O Supremo Tribunal Federal iniciou nesta quinta-feira (26) o julgamento que definirá a validade da decisão individual do ministro André Mendonça, que determinou a prorrogação dos trabalhos da CPMI do INSS.
A análise em plenário busca dirimir conflitos gerados pela atuação da Mesa Diretora do Congresso, sob a presidência de Davi Alcolumbre, que teria impedido a leitura do pedido de extensão do prazo da comissão investigativa.
Na última terça-feira (23), Mendonça concedeu 48 horas para que o Congresso processasse a prorrogação. A decisão visa evitar que a comissão encerre suas atividades sem concluir apurações sobre fraudes milionárias contra beneficiários.

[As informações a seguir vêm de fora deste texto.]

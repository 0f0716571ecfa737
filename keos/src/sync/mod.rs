//! Synchronization primitives available to kernel code.
//!
//! [`SpinLock`] is the busy-waiting primitive suitable for short critical
//! sections; [`RwLock`] adds reader/writer distinction; [`atomic`] exposes
//! lock-free primitives for single flags and counters.

pub mod atomic;
pub mod rwlock;
pub mod spinlock;

pub use rwlock::{RwLock, RwLockReadGuard, RwLockWriteGuard};
pub use spinlock::{SpinLock, SpinLockGuard, WouldBlock};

A ação, relatada pelo próprio Mendonça e subscrita por senador Carlos Viana e deputados Alfredo Gaspar e Marcel Van Hattem, argumenta que a omissão do Congresso impede a continuidade das investigações.
O ministro destacou a importância da comissão para apurar desvios que afetam milhões de reais, prejudicando especialmente os mais vulneráveis e suas famílias.
A decisão de Mendonça incluiu a determinação de que, caso o prazo não fosse cumprido, a leitura do requerimento seria considerada realizada, permitindo a continuidade das atividades da CPMI.
A CPMI do INSS investiga fraudes em benefícios previdenciários e o prazo original se encerraria neste sábado (28), impedindo a conclusão de depoimentos e votação do relatório.
O julgamento no STF ocorre em um clima de tensão entre os poderes, evidenciando os desafios da fiscalização parlamentar diante de possíveis obstruções.